WHAT TO PRODUCE:
Nothing may be added, dropped, or altered; restate the listing word for word.

*** Opening of RECORDS PROVIDED ***

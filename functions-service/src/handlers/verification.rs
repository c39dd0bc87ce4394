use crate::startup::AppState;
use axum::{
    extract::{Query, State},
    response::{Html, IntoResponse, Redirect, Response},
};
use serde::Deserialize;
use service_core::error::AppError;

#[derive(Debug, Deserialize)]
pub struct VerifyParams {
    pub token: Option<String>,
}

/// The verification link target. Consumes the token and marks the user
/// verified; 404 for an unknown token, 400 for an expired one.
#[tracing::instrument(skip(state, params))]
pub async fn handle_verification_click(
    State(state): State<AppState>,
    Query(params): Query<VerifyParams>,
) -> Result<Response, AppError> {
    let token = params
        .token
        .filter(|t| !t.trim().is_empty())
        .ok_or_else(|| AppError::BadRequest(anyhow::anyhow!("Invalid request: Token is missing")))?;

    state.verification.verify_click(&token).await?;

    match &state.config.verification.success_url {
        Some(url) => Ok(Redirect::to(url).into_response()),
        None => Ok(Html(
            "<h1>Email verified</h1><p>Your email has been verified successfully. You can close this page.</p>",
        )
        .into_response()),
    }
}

*** Close of RECORDS PROVIDED ***

RESPONSE TO THE TASK:
filename functions-service/src/handlers/verification.rs
repository c39dd0bc87ce4394
use crate::startup::AppState;
use axum::{
    extract::{Query, State},
    response::{Html, IntoResponse, Redirect, Response},
};
use serde::Deserialize;
use service_core::error::AppError;

#[derive(Debug, Deserialize)]
pub struct VerifyParams {
    pub token: Option<String>,
}

/// The verification link target. Consumes the token and marks the user
/// verified; 404 for an unknown token, 400 for an expired one.
#[tracing::instrument(skip(state, params))]
pub async fn handle_verification_click(
    State(state): State<AppState>,
    Query(params): Query<VerifyParams>,
) -> Result<Response, AppError> {
    let token = params
        .token
        .filter(|t| !t.trim().is_empty())
        .ok_or_else(|| AppError::BadRequest(anyhow::anyhow!("Invalid request: Token is missing")))?;

    state.verification.verify_click(&token).await?;

    match &state.config.verification.success_url {
        Some(url) => Ok(Redirect::to(url).into_response()),
        None => Ok(Html(
            "<h1>Email verified</h1><p>Your email has been verified successfully. You can close this page.</p>",
        )
        .into_response()),
    }
}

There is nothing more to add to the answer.